*WORK REQUEST*.
Every line in the data below that has the word "message" should be returned.

*EXTRACTED DATA*.
---+---
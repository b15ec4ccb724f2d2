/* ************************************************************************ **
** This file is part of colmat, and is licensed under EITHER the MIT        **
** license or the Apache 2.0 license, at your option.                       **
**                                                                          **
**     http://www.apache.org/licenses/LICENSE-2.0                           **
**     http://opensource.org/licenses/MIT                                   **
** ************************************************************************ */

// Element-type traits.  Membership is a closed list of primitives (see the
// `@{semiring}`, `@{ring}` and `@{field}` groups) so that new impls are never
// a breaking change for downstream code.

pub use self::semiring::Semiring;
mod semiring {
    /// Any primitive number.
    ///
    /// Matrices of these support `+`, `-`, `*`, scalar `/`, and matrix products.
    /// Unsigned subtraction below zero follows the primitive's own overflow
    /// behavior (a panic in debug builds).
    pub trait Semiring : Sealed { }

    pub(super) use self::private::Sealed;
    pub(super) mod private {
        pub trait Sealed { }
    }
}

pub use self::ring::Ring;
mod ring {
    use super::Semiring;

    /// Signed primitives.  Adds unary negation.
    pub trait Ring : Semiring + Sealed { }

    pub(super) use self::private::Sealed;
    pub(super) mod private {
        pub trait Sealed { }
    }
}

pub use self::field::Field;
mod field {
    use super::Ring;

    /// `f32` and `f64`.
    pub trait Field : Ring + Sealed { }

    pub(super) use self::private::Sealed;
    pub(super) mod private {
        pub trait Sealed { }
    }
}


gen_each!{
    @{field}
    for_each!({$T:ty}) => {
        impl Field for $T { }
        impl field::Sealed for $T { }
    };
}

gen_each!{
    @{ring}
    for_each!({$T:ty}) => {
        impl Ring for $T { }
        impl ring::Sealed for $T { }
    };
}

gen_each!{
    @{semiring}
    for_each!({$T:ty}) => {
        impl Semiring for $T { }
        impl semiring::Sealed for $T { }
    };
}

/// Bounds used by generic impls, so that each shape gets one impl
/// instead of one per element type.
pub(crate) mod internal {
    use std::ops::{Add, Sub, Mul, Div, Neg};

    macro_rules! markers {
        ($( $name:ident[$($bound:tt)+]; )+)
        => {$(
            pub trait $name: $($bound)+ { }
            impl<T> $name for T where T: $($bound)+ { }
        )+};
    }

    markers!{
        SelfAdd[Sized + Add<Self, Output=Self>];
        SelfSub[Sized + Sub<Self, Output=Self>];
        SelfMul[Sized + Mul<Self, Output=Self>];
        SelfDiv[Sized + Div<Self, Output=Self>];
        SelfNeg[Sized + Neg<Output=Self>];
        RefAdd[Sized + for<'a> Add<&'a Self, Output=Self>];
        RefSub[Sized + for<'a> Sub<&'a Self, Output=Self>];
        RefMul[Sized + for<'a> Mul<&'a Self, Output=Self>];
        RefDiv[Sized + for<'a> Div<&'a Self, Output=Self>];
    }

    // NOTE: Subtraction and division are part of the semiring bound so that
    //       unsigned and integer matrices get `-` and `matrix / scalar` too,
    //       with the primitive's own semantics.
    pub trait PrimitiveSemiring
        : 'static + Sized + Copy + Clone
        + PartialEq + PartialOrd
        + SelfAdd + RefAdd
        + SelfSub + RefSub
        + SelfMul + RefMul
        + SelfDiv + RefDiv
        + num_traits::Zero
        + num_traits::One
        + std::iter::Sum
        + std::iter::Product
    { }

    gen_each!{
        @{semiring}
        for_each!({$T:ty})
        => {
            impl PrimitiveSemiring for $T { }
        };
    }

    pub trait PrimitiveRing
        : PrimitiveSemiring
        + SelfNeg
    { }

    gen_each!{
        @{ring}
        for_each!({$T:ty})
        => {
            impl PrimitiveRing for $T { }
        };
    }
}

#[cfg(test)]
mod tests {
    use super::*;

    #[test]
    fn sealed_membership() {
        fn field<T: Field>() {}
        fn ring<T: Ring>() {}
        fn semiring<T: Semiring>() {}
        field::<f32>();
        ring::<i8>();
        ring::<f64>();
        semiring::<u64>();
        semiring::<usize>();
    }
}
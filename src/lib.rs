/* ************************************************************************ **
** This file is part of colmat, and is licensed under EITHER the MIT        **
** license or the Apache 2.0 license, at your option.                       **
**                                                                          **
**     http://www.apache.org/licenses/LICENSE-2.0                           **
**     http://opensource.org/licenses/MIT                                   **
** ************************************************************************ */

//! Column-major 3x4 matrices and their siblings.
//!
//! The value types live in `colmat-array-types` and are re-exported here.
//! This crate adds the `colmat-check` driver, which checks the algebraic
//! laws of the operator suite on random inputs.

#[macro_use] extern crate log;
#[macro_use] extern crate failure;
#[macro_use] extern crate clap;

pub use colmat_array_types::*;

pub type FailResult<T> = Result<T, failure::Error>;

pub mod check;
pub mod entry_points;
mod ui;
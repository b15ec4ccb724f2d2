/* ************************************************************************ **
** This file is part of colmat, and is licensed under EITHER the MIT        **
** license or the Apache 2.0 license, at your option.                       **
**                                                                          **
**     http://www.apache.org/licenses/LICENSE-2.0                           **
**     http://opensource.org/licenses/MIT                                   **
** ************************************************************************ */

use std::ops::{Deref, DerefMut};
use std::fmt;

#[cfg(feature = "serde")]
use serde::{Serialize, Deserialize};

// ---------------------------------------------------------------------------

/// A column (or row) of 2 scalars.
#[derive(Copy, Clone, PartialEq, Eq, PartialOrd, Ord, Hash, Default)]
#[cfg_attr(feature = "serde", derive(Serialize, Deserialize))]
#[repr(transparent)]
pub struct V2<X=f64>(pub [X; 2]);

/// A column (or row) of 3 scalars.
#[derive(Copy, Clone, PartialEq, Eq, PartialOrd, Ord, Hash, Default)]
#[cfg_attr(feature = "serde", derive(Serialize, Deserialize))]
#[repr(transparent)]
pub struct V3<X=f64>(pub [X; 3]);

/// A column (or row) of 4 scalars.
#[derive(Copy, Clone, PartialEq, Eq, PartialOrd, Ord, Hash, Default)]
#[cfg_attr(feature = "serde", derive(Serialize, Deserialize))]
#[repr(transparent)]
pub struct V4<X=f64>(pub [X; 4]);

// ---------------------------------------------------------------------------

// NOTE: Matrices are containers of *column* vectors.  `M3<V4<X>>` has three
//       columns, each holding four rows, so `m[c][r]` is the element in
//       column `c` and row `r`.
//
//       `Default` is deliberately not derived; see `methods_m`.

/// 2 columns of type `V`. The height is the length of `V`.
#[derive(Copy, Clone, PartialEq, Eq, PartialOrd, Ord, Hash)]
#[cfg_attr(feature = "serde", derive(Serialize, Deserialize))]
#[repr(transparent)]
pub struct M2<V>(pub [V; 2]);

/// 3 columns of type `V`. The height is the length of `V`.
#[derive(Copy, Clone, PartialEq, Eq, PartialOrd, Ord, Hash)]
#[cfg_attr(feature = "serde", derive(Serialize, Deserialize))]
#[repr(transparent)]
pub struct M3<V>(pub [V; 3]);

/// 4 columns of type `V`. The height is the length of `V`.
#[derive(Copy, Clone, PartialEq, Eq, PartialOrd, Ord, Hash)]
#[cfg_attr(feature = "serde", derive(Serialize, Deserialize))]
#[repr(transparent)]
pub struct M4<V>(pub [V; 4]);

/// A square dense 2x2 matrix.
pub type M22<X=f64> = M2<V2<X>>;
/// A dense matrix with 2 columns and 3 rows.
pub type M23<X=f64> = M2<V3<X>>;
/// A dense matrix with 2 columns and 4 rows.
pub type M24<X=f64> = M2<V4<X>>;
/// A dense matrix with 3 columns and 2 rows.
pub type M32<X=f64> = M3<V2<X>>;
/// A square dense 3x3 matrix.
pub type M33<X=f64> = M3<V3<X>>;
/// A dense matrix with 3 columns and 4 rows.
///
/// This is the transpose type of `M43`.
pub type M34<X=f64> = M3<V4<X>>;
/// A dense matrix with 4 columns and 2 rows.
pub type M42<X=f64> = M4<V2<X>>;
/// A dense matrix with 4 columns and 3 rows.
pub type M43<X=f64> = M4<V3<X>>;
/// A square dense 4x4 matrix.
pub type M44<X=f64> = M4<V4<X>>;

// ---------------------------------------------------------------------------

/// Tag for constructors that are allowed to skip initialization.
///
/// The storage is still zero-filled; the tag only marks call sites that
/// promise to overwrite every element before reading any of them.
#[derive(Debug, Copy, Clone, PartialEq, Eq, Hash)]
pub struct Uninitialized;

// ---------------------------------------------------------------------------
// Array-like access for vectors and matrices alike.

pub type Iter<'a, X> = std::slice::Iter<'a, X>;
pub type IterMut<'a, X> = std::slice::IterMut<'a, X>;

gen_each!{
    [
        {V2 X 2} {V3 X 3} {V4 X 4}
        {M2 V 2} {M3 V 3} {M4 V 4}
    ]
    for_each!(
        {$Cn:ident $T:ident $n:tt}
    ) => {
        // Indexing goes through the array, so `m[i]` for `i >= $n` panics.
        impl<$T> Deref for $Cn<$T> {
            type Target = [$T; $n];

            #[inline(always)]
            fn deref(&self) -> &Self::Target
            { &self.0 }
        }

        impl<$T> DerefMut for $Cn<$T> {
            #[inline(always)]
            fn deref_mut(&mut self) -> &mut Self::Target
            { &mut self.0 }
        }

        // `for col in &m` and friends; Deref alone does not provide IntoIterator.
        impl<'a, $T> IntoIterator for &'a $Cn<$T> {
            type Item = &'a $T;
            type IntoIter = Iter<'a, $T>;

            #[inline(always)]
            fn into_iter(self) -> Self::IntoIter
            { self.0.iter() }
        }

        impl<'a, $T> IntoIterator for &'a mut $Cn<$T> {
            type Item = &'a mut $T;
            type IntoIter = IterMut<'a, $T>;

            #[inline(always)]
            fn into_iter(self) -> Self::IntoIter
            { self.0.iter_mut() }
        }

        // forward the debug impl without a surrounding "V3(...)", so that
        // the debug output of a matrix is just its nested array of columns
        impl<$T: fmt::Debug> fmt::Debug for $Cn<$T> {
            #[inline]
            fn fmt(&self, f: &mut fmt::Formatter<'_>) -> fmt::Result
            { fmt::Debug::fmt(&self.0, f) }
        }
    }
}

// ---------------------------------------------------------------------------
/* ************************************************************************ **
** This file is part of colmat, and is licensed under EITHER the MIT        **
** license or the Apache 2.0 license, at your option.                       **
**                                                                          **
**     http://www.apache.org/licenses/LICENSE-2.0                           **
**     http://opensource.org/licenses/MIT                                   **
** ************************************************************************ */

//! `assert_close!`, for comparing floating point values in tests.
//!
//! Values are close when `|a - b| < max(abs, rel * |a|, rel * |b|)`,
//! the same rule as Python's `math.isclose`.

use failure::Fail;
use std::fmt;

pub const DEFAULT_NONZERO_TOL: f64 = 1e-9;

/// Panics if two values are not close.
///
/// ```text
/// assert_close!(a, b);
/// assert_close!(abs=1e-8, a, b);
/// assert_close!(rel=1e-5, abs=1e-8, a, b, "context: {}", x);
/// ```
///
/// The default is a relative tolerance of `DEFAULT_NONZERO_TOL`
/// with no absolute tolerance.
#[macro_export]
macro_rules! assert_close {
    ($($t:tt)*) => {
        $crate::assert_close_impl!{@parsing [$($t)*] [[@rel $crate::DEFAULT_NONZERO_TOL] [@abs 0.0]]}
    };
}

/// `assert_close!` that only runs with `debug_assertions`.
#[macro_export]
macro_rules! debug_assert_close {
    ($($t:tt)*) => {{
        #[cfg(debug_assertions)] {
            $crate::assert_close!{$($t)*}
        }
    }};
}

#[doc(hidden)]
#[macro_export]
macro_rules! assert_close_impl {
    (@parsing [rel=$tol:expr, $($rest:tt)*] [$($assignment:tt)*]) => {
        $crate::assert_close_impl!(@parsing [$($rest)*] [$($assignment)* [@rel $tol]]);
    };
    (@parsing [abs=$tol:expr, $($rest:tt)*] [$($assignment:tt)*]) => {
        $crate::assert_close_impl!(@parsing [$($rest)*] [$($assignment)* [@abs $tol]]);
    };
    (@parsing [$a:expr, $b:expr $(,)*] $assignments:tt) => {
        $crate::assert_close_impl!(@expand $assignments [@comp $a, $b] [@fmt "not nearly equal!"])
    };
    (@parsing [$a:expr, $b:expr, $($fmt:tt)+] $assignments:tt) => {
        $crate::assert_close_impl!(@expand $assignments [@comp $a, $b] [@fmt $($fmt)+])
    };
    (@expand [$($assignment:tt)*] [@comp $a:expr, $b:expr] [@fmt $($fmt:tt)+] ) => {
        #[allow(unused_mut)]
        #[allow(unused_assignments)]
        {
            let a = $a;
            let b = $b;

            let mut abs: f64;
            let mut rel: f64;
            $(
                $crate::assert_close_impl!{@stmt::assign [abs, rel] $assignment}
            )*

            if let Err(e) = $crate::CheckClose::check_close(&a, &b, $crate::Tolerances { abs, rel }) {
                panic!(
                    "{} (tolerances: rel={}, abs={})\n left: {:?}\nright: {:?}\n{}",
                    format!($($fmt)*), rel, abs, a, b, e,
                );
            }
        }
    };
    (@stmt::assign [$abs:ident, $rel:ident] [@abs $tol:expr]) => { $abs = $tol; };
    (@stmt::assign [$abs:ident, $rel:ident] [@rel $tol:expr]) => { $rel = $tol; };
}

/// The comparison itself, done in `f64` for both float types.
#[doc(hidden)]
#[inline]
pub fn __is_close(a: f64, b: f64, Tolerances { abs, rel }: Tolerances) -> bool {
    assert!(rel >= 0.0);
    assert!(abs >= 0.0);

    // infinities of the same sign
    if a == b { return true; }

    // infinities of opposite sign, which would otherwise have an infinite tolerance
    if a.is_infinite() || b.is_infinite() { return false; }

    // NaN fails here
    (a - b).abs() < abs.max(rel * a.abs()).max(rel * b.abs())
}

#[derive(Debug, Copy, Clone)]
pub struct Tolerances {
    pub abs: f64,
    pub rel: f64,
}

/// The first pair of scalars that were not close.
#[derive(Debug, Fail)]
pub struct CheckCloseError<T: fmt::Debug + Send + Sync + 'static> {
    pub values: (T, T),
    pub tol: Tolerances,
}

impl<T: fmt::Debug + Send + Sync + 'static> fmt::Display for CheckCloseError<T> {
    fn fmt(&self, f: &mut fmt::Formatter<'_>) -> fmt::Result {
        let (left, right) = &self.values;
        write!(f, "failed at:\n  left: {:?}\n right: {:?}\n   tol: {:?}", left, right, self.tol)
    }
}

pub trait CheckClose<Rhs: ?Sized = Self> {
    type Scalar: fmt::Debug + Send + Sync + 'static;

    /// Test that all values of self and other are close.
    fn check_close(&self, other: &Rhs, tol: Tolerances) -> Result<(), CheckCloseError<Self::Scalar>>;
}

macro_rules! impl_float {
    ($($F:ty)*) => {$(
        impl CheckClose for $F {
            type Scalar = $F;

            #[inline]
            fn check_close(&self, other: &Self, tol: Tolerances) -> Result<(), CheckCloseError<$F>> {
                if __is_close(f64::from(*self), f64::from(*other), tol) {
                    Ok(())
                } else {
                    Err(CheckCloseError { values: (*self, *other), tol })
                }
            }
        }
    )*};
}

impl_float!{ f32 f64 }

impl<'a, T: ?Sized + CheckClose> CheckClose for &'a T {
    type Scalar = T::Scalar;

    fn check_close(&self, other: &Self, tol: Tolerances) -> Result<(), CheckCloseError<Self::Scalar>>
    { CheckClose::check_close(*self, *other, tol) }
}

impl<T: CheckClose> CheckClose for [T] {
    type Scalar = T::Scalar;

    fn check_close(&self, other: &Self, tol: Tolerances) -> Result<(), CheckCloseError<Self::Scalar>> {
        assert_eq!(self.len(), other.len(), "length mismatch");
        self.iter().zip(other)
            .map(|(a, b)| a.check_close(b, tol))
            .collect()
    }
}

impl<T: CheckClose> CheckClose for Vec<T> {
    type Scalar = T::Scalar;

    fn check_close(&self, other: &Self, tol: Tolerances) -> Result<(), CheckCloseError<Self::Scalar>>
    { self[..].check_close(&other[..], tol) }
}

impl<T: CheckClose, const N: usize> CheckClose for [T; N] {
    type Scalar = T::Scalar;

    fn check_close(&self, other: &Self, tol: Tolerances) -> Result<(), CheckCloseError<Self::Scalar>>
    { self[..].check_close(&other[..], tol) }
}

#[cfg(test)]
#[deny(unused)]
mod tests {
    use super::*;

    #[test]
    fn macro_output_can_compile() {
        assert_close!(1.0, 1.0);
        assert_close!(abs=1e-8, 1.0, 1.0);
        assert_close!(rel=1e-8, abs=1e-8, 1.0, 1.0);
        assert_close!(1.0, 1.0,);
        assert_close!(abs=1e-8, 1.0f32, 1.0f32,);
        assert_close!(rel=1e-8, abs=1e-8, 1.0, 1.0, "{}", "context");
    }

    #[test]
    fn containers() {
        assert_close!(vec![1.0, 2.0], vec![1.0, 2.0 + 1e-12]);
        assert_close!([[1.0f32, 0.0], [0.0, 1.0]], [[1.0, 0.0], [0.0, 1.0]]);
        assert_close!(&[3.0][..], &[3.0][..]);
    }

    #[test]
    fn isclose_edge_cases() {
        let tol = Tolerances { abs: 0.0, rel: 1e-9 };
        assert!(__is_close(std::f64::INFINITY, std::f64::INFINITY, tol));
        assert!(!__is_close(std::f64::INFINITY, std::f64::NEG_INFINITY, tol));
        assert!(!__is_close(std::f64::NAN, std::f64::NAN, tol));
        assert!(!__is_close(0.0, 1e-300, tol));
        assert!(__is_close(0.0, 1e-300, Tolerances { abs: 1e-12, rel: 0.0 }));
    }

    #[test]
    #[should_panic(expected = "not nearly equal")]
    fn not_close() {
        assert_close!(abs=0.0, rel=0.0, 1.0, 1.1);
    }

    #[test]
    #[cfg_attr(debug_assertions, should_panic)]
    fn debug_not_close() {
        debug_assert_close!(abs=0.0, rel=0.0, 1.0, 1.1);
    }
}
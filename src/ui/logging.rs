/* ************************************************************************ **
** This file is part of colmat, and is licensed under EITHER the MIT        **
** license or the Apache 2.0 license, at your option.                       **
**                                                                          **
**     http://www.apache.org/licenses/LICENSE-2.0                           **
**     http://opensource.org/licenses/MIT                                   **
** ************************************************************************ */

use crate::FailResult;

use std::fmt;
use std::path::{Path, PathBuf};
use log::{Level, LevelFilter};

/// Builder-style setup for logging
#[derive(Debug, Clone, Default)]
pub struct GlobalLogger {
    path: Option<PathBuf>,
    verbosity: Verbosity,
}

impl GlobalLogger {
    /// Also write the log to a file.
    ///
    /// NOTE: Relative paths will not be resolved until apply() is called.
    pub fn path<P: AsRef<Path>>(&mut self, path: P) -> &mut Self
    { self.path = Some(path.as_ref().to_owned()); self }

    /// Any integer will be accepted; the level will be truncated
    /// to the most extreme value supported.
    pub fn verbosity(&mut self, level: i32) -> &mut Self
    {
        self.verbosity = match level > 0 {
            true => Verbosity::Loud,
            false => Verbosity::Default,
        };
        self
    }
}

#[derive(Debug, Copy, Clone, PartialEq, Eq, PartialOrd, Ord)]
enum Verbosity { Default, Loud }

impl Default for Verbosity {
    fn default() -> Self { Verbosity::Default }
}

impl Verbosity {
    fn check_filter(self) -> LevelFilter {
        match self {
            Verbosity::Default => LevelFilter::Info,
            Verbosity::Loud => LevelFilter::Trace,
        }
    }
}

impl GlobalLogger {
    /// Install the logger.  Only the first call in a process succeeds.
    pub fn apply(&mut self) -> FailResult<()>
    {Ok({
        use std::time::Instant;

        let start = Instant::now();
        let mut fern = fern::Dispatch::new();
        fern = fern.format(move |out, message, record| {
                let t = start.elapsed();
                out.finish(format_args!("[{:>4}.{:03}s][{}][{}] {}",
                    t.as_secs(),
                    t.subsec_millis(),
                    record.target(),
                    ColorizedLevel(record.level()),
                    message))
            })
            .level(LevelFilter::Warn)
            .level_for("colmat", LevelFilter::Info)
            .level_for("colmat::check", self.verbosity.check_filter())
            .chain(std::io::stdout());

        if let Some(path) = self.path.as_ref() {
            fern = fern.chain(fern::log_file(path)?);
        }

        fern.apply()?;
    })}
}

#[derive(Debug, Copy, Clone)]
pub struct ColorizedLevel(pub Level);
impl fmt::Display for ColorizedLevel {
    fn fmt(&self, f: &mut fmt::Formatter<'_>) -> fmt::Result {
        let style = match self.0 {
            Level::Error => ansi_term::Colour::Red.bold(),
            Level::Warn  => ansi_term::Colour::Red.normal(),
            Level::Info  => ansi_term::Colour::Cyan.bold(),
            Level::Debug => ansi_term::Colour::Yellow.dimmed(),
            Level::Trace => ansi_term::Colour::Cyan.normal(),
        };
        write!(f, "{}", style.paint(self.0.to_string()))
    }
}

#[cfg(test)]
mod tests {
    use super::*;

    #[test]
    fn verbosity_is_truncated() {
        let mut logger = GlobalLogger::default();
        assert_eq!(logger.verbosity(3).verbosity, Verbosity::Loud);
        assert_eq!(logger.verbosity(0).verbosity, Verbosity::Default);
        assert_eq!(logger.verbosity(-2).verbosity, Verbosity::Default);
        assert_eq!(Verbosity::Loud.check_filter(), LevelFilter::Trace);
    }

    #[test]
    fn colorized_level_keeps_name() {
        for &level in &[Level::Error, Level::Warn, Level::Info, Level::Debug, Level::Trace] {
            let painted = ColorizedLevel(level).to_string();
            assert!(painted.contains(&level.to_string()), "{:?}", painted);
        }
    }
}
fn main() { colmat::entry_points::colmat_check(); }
---+---
*TASK RESULT*.
        fern = fern.format(move |out, message, record| {
                    message))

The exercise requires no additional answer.